Within the tumour microenvironment (TME), adipocytes are transformed into so-called cancer-associated adipocytes (CAAs). De-differentiation of mature adipocytes and reprogramming into CAAs is a well-known event in cancer development, however the bulk of data has been generated from breast cancer and melanoma models, limiting the extension of conclusions to ovarian cancer (OC). OC is the fifth most common cancer in European females and the deadliest of all gynecological malignancies, with >60,000 new cases annually in the European Union and the United States and an overall 5-year survival rate of ~40%. Several features contribute to the fatal nature of OC, which distinguish it from other human cancers. These features concern primarily the role of peritoneal fluid in cancer cell spread within the abdominal cavity and that the omentum (a visceral protective adipose structure) constitutes the primary site of OC metastasis in contrast to other cancers. Recently, it has been described that EVs in the TME of OC (i.e., in ascites) carry numerous proteins associated with a short relapse-free survival, including molecules possibly derived from adipocytes. Moreover, tumor cells surviving chemotherapy can trigger disease recurrence by invading the peritoneum or omentum and establishing metastatic lesions. Conditional resistance is also modulated by interactions with host cells (such as adipocytes), which therefore represent an unexplored potential target to overcome therapy resistance. We believe that a better understanding of the ascites-driven reprogramming suffered by adipocytes in OC will help to design better therapeutic strategies.

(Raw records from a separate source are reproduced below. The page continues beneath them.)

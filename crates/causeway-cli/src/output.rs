//! Shared output layer for human/JSON parity across CLI commands.
//!
//! Every command handler receives an [`OutputMode`] and formats its result
//! accordingly: sectioned text for humans, or stable serde JSON for
//! machines. Errors render to stderr in the same two shapes.

use std::io::{self, Write};

use serde::Serialize;

/// Shared width for human section separators.
pub const RULE_WIDTH: usize = 60;

/// The two output modes supported by the CLI.
#[derive(Debug, Clone, Copy, PartialEq, Eq)]
pub enum OutputMode {
    /// Human-oriented sectioned text.
    Human,
    /// Machine-readable JSON (one object per result).
    Json,
}

impl OutputMode {
    /// Returns `true` if JSON output was requested.
    #[must_use]
    pub const fn is_json(self) -> bool {
        matches!(self, Self::Json)
    }
}

/// Write a section heading followed by a separator rule.
///
/// # Errors
///
/// Propagates write failures.
pub fn section(w: &mut dyn Write, heading: &str) -> io::Result<()> {
    writeln!(w, "{heading}")?;
    writeln!(w, "{:-<width$}", "", width = RULE_WIDTH)
}

/// Render `value` to stdout: JSON in [`OutputMode::Json`], otherwise the
/// provided human closure.
///
/// # Errors
///
/// Propagates serialization and write failures.
pub fn render<T: Serialize>(
    mode: OutputMode,
    value: &T,
    human_fn: impl FnOnce(&T, &mut dyn Write) -> io::Result<()>,
) -> anyhow::Result<()> {
    let stdout = io::stdout();
    let mut out = stdout.lock();
    match mode {
        OutputMode::Json => {
            serde_json::to_writer_pretty(&mut out, value)?;
            writeln!(out)?;
        }
        OutputMode::Human => {
            human_fn(value, &mut out)?;
        }
    }
    Ok(())
}

/// A structured CLI-boundary error.
#[derive(Debug, Serialize)]
pub struct CliError {
    /// Human-readable error message.
    pub message: String,
    /// Optional suggestion for how to fix the error.
    #[serde(skip_serializing_if = "Option::is_none")]
    pub suggestion: Option<String>,
}

impl CliError {
    /// Build an error with a remediation suggestion.
    pub fn with_suggestion(message: impl Into<String>, suggestion: impl Into<String>) -> Self {
        Self {
            message: message.into(),
            suggestion: Some(suggestion.into()),
        }
    }
}

/// Render an error to stderr in the requested format.
///
/// # Errors
///
/// Propagates serialization and write failures.
pub fn render_error(mode: OutputMode, error: &CliError) -> anyhow::Result<()> {
    let stderr = io::stderr();
    let mut out = stderr.lock();
    match mode {
        OutputMode::Json => {
            let wrapper = serde_json::json!({ "error": error });
            serde_json::to_writer_pretty(&mut out, &wrapper)?;
            writeln!(out)?;
        }
        OutputMode::Human => {
            writeln!(out, "error: {}", error.message)?;
            if let Some(ref suggestion) = error.suggestion {
                writeln!(out, "  suggestion: {suggestion}")?;
            }
        }
    }
    Ok(())
}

In summary, our research group wants to deepen into the molecular changes suffered by adipocytes under stress conditions such as cancer-driven inflammation, and how these changes impact EV release and function. We hypothesise that CAA-derived EVs may exert a pro-tumorigenic role not only by affecting tumour cell growth and chemoresistance of cells but also by exerting an immunomodulation of other host cells such as macrophages or NK cells.
Other research projects
In addition to the biology of adipocytes and adipocyte-derived EVs, we are also interested in the application of state-of-the-art techniques for the analysis of EVs (like fluorescent nano-flow cytometry or proteomics) and the use of EVs as potential therapeutic approaches.
To this aim, we work on parallel projects including the development of recombinant EVs (in collaboration with AG Pogge) as well as the functional analysis of mesenchymal stromal cell-derived EVs as new therapeutic tools in inflammatory diseases (in collaboration with AG Casado in Spain).